Rompiendo las cadenas

Vivió YaaKov en la tierra de Egipto diecisiete años; y fueron los días de Yaakov – los años de su vida – ciento cuarenta y siete años.
– Bereshit 47:26

         A pesar de ser el primogénito, Mordejai sabía que no era el favorito de su padre.  Tuvo la mala suerte de quedar huérfano de madre a muy temprana edad y aunque su madrastra le brindó su afecto, no pudo sustituir el amor de una madre que nunca dejó de estar presente en lo más profundo de sus sentimientos.  

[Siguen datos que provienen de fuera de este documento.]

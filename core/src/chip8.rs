use std::io;
use std::time::Instant;

use crate::constants::{DISPLAY_HEIGHT, DISPLAY_WIDTH, MEMORY_SIZE, PROGRAM_START};
use crate::error::Chip8Error;
use crate::instruction::Instruction;
use crate::keymap::keymap;
use crate::keypad::Keypad;
use crate::operations;
use crate::state::State;

/// Pixel-output port: called with `(x, y, scale, on)` for one logical pixel.
pub type PixelOutput = Box<dyn FnMut(usize, usize, u32, bool)>;

/// Audio trigger port: `true` starts the tone, `false` stops it.
pub type AudioTrigger = Box<dyn FnMut(bool)>;

/// Monotonic millisecond clock, used to stamp and expire key presses.
pub type Clock = Box<dyn FnMut() -> u64>;

/// # Chip-8
/// A Chip-8 virtual machine driven one cycle at a time by its host.
///
/// The host decides when a cycle happens; the machine never schedules its
/// own execution. Each `step` while running performs, in order: the keypad
/// timeout sweep, one instruction fetch (advancing the program counter),
/// one dispatch, one tick of both timers, and a frame flush if the frame
/// buffer changed. Timer decay is therefore tied to the host's step cadence
/// rather than to wall-clock time, and hosts pick their call rate
/// accordingly.
///
/// Pixel output and the audio trigger are ports injected at construction
/// and invoked synchronously during a step; they must not block. The pixel
/// scale is derived from the host's screen size and passed on every pixel
/// call.
///
/// Supplies interfaces for:
/// - loading programs from a byte slice or reader
/// - pressing and releasing keys by their keypad symbol
/// - starting, stopping, and resetting the machine
/// - advancing one cycle
pub struct Chip8 {
    state: State,
    keypad: Keypad,
    running: bool,
    sounding: bool,
    scale: u32,
    clock: Clock,
    pixel_output: PixelOutput,
    audio_trigger: AudioTrigger,
}

impl Chip8 {
    /// Creates a stopped machine whose pixels scale to the host's screen.
    ///
    /// # Arguments
    /// * `screen_width` / `screen_height` the host screen size in pixels
    /// * `pixel_output` sink for logical pixel updates on each frame flush
    /// * `audio_trigger` edge-triggered tone on/off sink
    pub fn new(
        screen_width: u32,
        screen_height: u32,
        pixel_output: PixelOutput,
        audio_trigger: AudioTrigger,
    ) -> Self {
        let scale = u32::min(
            screen_width / DISPLAY_WIDTH as u32,
            screen_height / DISPLAY_HEIGHT as u32,
        );
        let epoch = Instant::now();
        Chip8 {
            state: State::new(),
            keypad: Keypad::new(),
            running: false,
            sounding: false,
            scale,
            clock: Box::new(move || epoch.elapsed().as_millis() as u64),
            pixel_output,
            audio_trigger,
        }
    }

    /// Replaces the monotonic clock, e.g. with a fake for tests.
    pub fn with_clock(mut self, clock: Clock) -> Self {
        self.clock = clock;
        self
    }

    /// Copies a program into memory at the load address.
    ///
    /// Fails without touching memory if the program would run past the end.
    pub fn load_program(&mut self, bytes: &[u8]) -> Result<(), Chip8Error> {
        let start = PROGRAM_START as usize;
        let max_size = MEMORY_SIZE - start;
        if bytes.len() > max_size {
            return Err(Chip8Error::RomTooLarge {
                size: bytes.len(),
                max_size,
            });
        }
        self.state.memory[start..start + bytes.len()].copy_from_slice(bytes);
        Ok(())
    }

    /// Loads a ROM from a byte source.
    ///
    /// # Arguments
    /// * `reader` a reader that yields a ROM image
    pub fn load_rom(&mut self, reader: &mut dyn io::Read) -> Result<(), Chip8Error> {
        let mut bytes = Vec::new();
        reader.read_to_end(&mut bytes)?;
        self.load_program(&bytes)
    }

    /// Reinitializes every piece of machine state and halts execution.
    pub fn reset(&mut self) {
        self.state = State::new();
        self.keypad.reset();
        self.running = false;
        self.sounding = false;
    }

    pub fn start(&mut self) {
        self.running = true;
    }

    pub fn stop(&mut self) {
        self.running = false;
    }

    pub fn is_running(&self) -> bool {
        self.running
    }

    /// Presses the key named by `symbol`, stamping its activation time.
    ///
    /// # Arguments
    /// * `symbol` one of the 16 keypad symbols (see [`keymap`])
    pub fn key_press(&mut self, symbol: char) -> Result<(), Chip8Error> {
        let key = keymap(symbol).ok_or(Chip8Error::UnknownKey { symbol })?;
        let now = (self.clock)();
        self.keypad.press(key, now);
        Ok(())
    }

    /// Releases the key named by `symbol` immediately.
    pub fn key_release(&mut self, symbol: char) -> Result<(), Chip8Error> {
        let key = keymap(symbol).ok_or(Chip8Error::UnknownKey { symbol })?;
        self.keypad.release(key);
        Ok(())
    }

    /// Advances the machine by a single cycle; a no-op while stopped.
    ///
    /// An unrecognized opcode is logged and skipped, with execution carrying
    /// on at the next instruction. Memory- and stack-safety faults abort the
    /// cycle and are returned for the host to act on; timers and the display
    /// are not ticked for an aborted cycle.
    pub fn step(&mut self) -> Result<(), Chip8Error> {
        if !self.running {
            return Ok(());
        }

        let now = (self.clock)();
        self.keypad.sweep(now);

        let op = self.fetch()?;
        self.state.pc += 0x2;

        match Instruction::decode(op) {
            Ok(instruction) => {
                self.state = operations::execute(instruction, &self.state, self.keypad.snapshot())?;
            }
            Err(err) => log::warn!("{err}"),
        }

        self.tick_timers();

        if self.state.draw_flag {
            self.flush_frame();
            self.state.draw_flag = false;
        }

        Ok(())
    }

    /// Gets the opcode currently pointed at by the pc.
    ///
    /// Memory is stored as bytes, but opcodes are 16 bits so two consecutive
    /// bytes are combined big-endian. Fetching past the end of memory is a
    /// fault; the program counter is never wrapped or masked.
    fn fetch(&self) -> Result<u16, Chip8Error> {
        let pc = self.state.pc as usize;
        if pc + 1 >= MEMORY_SIZE {
            return Err(Chip8Error::MemoryOutOfBounds { address: pc + 1 });
        }
        let left = u16::from(self.state.memory[pc]);
        let right = u16::from(self.state.memory[pc + 1]);
        Ok(left << 8 | right)
    }

    /// Decrements both timers by one unit, floored at zero.
    ///
    /// The audio trigger fires exactly once when the sound timer starts
    /// counting and exactly once when it reaches zero; a timer resting at
    /// zero fires nothing.
    fn tick_timers(&mut self) {
        if self.state.delay_timer > 0 {
            self.state.delay_timer -= 1;
        }

        if self.state.sound_timer > 0 {
            if !self.sounding {
                self.sounding = true;
                (self.audio_trigger)(true);
            }

            self.state.sound_timer -= 1;

            if self.state.sound_timer == 0 {
                self.sounding = false;
                (self.audio_trigger)(false);
            }
        }
    }

    /// Reports every logical pixel's current state through the pixel port.
    fn flush_frame(&mut self) {
        let scale = self.scale;
        for (y, row) in self.state.frame_buffer.iter().enumerate() {
            for (x, &pixel) in row.iter().enumerate() {
                (self.pixel_output)(x, y, scale, pixel == 1);
            }
        }
    }
}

         De manera que cuando nació su medio hermano su primogenitura desapareció, así como la compañía de la madrastra, quien puso toda su atención en su primer retoño.  A medida que pasaban los años se hacía más grande el abismo emocional entre él y su nueva familia.  Ya no era el pequeño niño que alegraba la casa con sus ocurrencias, si no el desgarbado e intempestivo adolescente, proclive a cometer los más variopintos desaguisados, tanto en la casa como en el vecindario, cuando salía a merodear con su pandilla de amigos.  Así que su juventud transcurrió entre el estudio y sus amigos, algo alejado de los hermanos que poco a poco fueron llegando.

         Ese distanciamiento era también una muestra de situaciones que se venían dando en su familia desde hacía muchas generaciones.

         Las pugnas entre hermanos eran harto conocidas.  Su propio padre resentía no haber sido reconocido por el abuelo Rafael.  En la familia de la madrastra también hubo choques muy fuertes con la tía Carmen.  Así que no era de extrañar que en su familia se llegara a crear un clima bastante hostil entre los hermanos nacidos del segundo matrimonio de su padre.

         Muy joven, por un par de años Mordejai debió ir a trabajar a un lugar lejos de su ciudad natal.  Cuando regresó encontró un nuevo hermanito, Efraín, un adorable bebé que fue la alegría de toda la familia.   Desde el primer momento los dos hermanos se sintieron ligados por un gran afecto que fue creciendo a medida que compartían desde juegos hasta paseos al parque cercano.

         Por eso, cuando Mordejai volvió a partir en busca de su destino, Efraín sintió que una parte de su alma lo había abandonado, no le contó a nadie, pero en su interior lloró la ausencia de su hermano mayor.

         Mientras tanto, el rebelde se había perdido, nadie sabía dónde estaba y hasta lo daban por muerto.  Cuando años después reapareció hecho una desgracia, el padre no quiso recibirlo en su casa, por lo que continuó su vida en la casi indigencia, durmiendo donde le dieran un rincón, y comiendo lo que le daban en los eventuales trabajos que conseguía.  Arrastraba consigo una vieja maleta con cosas innecesarias y si acaso dos mudas de ropa.  Así vivió un par de inviernos hasta que, como por milagro, encontró refugio emocional en un grupo de apoyo, y luego tuvo la bendición de conocer a la que sería su esposa.

         Como tomado de la mano por una chispa divina, fue saliendo poco a poco del pozo material y emocional en que estaba sumido y pudo ir a visitar a sus padres y hermanos, luciendo con orgullo su propia familia.

         Para su hermano Efraín la vida tampoco había sido fácil.  Debió estudiar de noche mientras de día trabajaba en lo que apareciera, en tanto recibía los embates emocionales de su enfermo padre y los insultos de la hermana.  Solo el apoyo de la madre lograba insuflar el estímulo necesario para continuar luchando.

         Cuando terminó el colegio, fue Mordejai quien le consiguió un trabajo estable y por un tiempo compartieron la alegría de haber recuperado su amor fraterno.

         Pasaron los años, cada uno construyendo sus vidas, hasta que un día llegó la noticia de que su padre estaba agonizando.  Con sentimientos encontrados entre resentimientos y dolor por la inminente pérdida de su progenitor, estuvieron los dos hermanos hombro con hombro acompañándole en sus últimos momentos y luego llevándolo al cementerio donde él había pedido reposar, rodeado por las verdes montañas de su terruño.

         De esta forma, fueron los hermanos quienes finalmente consiguieron romper la cadena de conflictos que había caracterizado la saga familiar.